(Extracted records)
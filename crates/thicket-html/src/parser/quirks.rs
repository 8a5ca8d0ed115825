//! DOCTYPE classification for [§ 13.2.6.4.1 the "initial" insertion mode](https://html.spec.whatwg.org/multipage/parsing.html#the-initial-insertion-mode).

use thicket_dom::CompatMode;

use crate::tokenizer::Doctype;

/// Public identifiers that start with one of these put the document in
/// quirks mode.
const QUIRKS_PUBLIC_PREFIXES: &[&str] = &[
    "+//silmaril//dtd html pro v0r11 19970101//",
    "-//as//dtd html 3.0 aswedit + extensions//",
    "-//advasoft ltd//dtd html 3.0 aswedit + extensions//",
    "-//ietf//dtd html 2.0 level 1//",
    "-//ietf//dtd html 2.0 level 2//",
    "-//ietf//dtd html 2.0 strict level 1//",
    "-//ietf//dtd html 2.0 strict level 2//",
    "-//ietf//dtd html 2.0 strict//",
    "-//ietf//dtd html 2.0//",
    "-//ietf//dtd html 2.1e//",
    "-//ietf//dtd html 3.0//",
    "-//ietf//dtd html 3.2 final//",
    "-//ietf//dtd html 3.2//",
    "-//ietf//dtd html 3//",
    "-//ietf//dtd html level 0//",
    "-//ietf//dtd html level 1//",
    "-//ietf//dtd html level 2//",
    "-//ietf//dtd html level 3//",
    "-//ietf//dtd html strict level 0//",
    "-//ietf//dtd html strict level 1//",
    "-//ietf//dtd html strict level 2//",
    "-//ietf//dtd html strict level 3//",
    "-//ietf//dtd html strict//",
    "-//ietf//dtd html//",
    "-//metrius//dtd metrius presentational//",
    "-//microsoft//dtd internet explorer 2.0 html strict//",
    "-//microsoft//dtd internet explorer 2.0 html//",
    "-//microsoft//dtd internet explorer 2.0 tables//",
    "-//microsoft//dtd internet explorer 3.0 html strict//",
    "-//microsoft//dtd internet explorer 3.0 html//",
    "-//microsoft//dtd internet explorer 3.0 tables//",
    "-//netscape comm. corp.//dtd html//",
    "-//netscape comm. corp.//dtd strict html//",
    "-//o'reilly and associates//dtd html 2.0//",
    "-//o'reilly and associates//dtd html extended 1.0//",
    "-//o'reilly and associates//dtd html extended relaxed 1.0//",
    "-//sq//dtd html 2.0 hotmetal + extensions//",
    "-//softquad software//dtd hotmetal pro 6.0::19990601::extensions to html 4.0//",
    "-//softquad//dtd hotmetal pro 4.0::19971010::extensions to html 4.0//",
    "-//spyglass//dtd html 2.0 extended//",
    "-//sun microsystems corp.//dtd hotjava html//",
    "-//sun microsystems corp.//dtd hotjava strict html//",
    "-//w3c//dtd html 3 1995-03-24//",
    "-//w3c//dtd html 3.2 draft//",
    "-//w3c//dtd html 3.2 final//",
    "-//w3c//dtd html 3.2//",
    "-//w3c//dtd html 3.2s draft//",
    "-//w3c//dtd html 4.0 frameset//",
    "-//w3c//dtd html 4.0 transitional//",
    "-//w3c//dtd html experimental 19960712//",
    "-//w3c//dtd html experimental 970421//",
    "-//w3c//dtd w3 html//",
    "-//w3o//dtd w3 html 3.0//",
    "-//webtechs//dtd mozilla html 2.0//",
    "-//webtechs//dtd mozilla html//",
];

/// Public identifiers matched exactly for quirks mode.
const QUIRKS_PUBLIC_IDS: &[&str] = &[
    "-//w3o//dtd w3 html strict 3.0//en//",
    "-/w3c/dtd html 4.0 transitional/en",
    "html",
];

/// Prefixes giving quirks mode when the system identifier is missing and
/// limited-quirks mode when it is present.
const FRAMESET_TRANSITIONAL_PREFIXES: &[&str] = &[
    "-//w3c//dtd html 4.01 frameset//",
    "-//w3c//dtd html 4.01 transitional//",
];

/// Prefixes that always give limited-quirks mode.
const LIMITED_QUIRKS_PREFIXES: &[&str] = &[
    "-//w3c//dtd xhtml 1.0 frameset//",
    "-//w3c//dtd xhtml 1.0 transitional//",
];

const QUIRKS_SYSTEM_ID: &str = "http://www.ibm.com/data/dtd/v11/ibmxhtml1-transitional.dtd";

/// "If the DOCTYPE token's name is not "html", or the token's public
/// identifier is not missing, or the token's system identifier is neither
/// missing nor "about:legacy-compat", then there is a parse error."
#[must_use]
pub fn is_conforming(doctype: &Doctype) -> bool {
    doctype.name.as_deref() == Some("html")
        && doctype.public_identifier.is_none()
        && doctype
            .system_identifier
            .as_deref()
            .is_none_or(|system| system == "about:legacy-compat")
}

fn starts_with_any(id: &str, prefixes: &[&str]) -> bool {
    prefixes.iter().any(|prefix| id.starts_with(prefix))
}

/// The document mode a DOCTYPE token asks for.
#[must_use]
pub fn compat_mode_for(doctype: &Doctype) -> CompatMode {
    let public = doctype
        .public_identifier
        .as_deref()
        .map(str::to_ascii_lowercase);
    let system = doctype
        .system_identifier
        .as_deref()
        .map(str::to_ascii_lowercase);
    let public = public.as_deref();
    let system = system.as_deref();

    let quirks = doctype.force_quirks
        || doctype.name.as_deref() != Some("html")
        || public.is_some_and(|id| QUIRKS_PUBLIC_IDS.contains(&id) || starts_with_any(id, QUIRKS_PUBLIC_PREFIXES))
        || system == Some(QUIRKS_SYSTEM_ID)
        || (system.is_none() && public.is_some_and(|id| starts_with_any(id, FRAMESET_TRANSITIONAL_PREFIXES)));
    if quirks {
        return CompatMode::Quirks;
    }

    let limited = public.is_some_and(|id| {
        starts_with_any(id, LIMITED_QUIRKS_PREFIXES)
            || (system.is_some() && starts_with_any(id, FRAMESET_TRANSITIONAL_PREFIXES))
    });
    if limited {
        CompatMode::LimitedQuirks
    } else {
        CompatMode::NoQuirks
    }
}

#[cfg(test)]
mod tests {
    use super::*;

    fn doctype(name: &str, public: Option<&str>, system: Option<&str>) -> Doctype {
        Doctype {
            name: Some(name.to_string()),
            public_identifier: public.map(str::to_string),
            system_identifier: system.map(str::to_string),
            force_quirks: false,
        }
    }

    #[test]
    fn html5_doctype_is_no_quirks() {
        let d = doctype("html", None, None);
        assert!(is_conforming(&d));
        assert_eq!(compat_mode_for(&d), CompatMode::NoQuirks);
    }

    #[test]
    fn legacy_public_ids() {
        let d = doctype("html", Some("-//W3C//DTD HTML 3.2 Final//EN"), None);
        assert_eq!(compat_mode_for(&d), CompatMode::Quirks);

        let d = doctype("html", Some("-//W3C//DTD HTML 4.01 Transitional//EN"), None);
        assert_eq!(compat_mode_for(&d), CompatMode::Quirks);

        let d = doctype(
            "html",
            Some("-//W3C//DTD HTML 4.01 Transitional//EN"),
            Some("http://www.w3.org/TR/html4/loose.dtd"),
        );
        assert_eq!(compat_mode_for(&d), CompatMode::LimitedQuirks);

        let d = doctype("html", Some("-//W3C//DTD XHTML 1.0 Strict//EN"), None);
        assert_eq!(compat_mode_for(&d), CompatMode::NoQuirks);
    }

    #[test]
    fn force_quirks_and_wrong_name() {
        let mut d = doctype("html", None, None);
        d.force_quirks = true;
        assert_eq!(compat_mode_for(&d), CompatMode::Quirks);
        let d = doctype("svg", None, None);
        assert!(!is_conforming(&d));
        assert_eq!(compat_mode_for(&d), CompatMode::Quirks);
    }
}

Description of the task:
Show the data once more, exactly as it was written.

Response to the task:
filename crates/thicket-html/src/parser/quirks.rs
repository 8a5ca8d0ed115825
//! DOCTYPE classification for [§ 13.2.6.4.1 the "initial" insertion mode](https://html.spec.whatwg.org/multipage/parsing.html#the-initial-insertion-mode).

use thicket_dom::CompatMode;

use crate::tokenizer::Doctype;

/// Public identifiers that start with one of these put the document in
/// quirks mode.
const QUIRKS_PUBLIC_PREFIXES: &[&str] = &[
    "+//silmaril//dtd html pro v0r11 19970101//",
    "-//as//dtd html 3.0 aswedit + extensions//",
    "-//advasoft ltd//dtd html 3.0 aswedit + extensions//",
    "-//ietf//dtd html 2.0 level 1//",
    "-//ietf//dtd html 2.0 level 2//",
    "-//ietf//dtd html 2.0 strict level 1//",
    "-//ietf//dtd html 2.0 strict level 2//",
    "-//ietf//dtd html 2.0 strict//",
    "-//ietf//dtd html 2.0//",
    "-//ietf//dtd html 2.1e//",
    "-//ietf//dtd html 3.0//",
    "-//ietf//dtd html 3.2 final//",
    "-//ietf//dtd html 3.2//",
    "-//ietf//dtd html 3//",
    "-//ietf//dtd html level 0//",
    "-//ietf//dtd html level 1//",
    "-//ietf//dtd html level 2//",
    "-//ietf//dtd html level 3//",
    "-//ietf//dtd html strict level 0//",
    "-//ietf//dtd html strict level 1//",
    "-//ietf//dtd html strict level 2//",
    "-//ietf//dtd html strict level 3//",
    "-//ietf//dtd html strict//",
    "-//ietf//dtd html//",
    "-//metrius//dtd metrius presentational//",
    "-//microsoft//dtd internet explorer 2.0 html strict//",
    "-//microsoft//dtd internet explorer 2.0 html//",
    "-//microsoft//dtd internet explorer 2.0 tables//",
    "-//microsoft//dtd internet explorer 3.0 html strict//",
    "-//microsoft//dtd internet explorer 3.0 html//",
    "-//microsoft//dtd internet explorer 3.0 tables//",
    "-//netscape comm. corp.//dtd html//",
    "-//netscape comm. corp.//dtd strict html//",
    "-//o'reilly and associates//dtd html 2.0//",
    "-//o'reilly and associates//dtd html extended 1.0//",
    "-//o'reilly and associates//dtd html extended relaxed 1.0//",
    "-//sq//dtd html 2.0 hotmetal + extensions//",
    "-//softquad software//dtd hotmetal pro 6.0::19990601::extensions to html 4.0//",
    "-//softquad//dtd hotmetal pro 4.0::19971010::extensions to html 4.0//",
    "-//spyglass//dtd html 2.0 extended//",
    "-//sun microsystems corp.//dtd hotjava html//",
    "-//sun microsystems corp.//dtd hotjava strict html//",
    "-//w3c//dtd html 3 1995-03-24//",
    "-//w3c//dtd html 3.2 draft//",
    "-//w3c//dtd html 3.2 final//",
    "-//w3c//dtd html 3.2//",
    "-//w3c//dtd html 3.2s draft//",
    "-//w3c//dtd html 4.0 frameset//",
    "-//w3c//dtd html 4.0 transitional//",
    "-//w3c//dtd html experimental 19960712//",
    "-//w3c//dtd html experimental 970421//",
    "-//w3c//dtd w3 html//",
    "-//w3o//dtd w3 html 3.0//",
    "-//webtechs//dtd mozilla html 2.0//",
    "-//webtechs//dtd mozilla html//",
];

/// Public identifiers matched exactly for quirks mode.
const QUIRKS_PUBLIC_IDS: &[&str] = &[
    "-//w3o//dtd w3 html strict 3.0//en//",
    "-/w3c/dtd html 4.0 transitional/en",
    "html",
];

/// Prefixes giving quirks mode when the system identifier is missing and
/// limited-quirks mode when it is present.
const FRAMESET_TRANSITIONAL_PREFIXES: &[&str] = &[
    "-//w3c//dtd html 4.01 frameset//",
    "-//w3c//dtd html 4.01 transitional//",
];

/// Prefixes that always give limited-quirks mode.
const LIMITED_QUIRKS_PREFIXES: &[&str] = &[
    "-//w3c//dtd xhtml 1.0 frameset//",
    "-//w3c//dtd xhtml 1.0 transitional//",
];

const QUIRKS_SYSTEM_ID: &str = "http://www.ibm.com/data/dtd/v11/ibmxhtml1-transitional.dtd";

/// "If the DOCTYPE token's name is not "html", or the token's public
/// identifier is not missing, or the token's system identifier is neither
/// missing nor "about:legacy-compat", then there is a parse error."
#[must_use]
pub fn is_conforming(doctype: &Doctype) -> bool {
    doctype.name.as_deref() == Some("html")
        && doctype.public_identifier.is_none()
        && doctype
            .system_identifier
            .as_deref()
            .is_none_or(|system| system == "about:legacy-compat")
}

fn starts_with_any(id: &str, prefixes: &[&str]) -> bool {
    prefixes.iter().any(|prefix| id.starts_with(prefix))
}

/// The document mode a DOCTYPE token asks for.
#[must_use]
pub fn compat_mode_for(doctype: &Doctype) -> CompatMode {
    let public = doctype
        .public_identifier
        .as_deref()
        .map(str::to_ascii_lowercase);
    let system = doctype
        .system_identifier
        .as_deref()
        .map(str::to_ascii_lowercase);
    let public = public.as_deref();
    let system = system.as_deref();

    let quirks = doctype.force_quirks
        || doctype.name.as_deref() != Some("html")
        || public.is_some_and(|id| QUIRKS_PUBLIC_IDS.contains(&id) || starts_with_any(id, QUIRKS_PUBLIC_PREFIXES))
        || system == Some(QUIRKS_SYSTEM_ID)
        || (system.is_none() && public.is_some_and(|id| starts_with_any(id, FRAMESET_TRANSITIONAL_PREFIXES)));
    if quirks {
        return CompatMode::Quirks;
    }

    let limited = public.is_some_and(|id| {
        starts_with_any(id, LIMITED_QUIRKS_PREFIXES)
            || (system.is_some() && starts_with_any(id, FRAMESET_TRANSITIONAL_PREFIXES))
    });
    if limited {
        CompatMode::LimitedQuirks
    } else {
        CompatMode::NoQuirks
    }
}

#[cfg(test)]
mod tests {
    use super::*;

    fn doctype(name: &str, public: Option<&str>, system: Option<&str>) -> Doctype {
        Doctype {
            name: Some(name.to_string()),
            public_identifier: public.map(str::to_string),
            system_identifier: system.map(str::to_string),
            force_quirks: false,
        }
    }

    #[test]
    fn html5_doctype_is_no_quirks() {
        let d = doctype("html", None, None);
        assert!(is_conforming(&d));
        assert_eq!(compat_mode_for(&d), CompatMode::NoQuirks);
    }

    #[test]
    fn legacy_public_ids() {
        let d = doctype("html", Some("-//W3C//DTD HTML 3.2 Final//EN"), None);
        assert_eq!(compat_mode_for(&d), CompatMode::Quirks);

        let d = doctype("html", Some("-//W3C//DTD HTML 4.01 Transitional//EN"), None);
        assert_eq!(compat_mode_for(&d), CompatMode::Quirks);

        let d = doctype(
            "html",
            Some("-//W3C//DTD HTML 4.01 Transitional//EN"),
            Some("http://www.w3.org/TR/html4/loose.dtd"),
        );
        assert_eq!(compat_mode_for(&d), CompatMode::LimitedQuirks);

        let d = doctype("html", Some("-//W3C//DTD XHTML 1.0 Strict//EN"), None);
        assert_eq!(compat_mode_for(&d), CompatMode::NoQuirks);
    }

    #[test]
    fn force_quirks_and_wrong_name() {
        let mut d = doctype("html", None, None);
        d.force_quirks = true;
        assert_eq!(compat_mode_for(&d), CompatMode::Quirks);
        let d = doctype("svg", None, None);
        assert!(!is_conforming(&d));
        assert_eq!(compat_mode_for(&d), CompatMode::Quirks);
    }
}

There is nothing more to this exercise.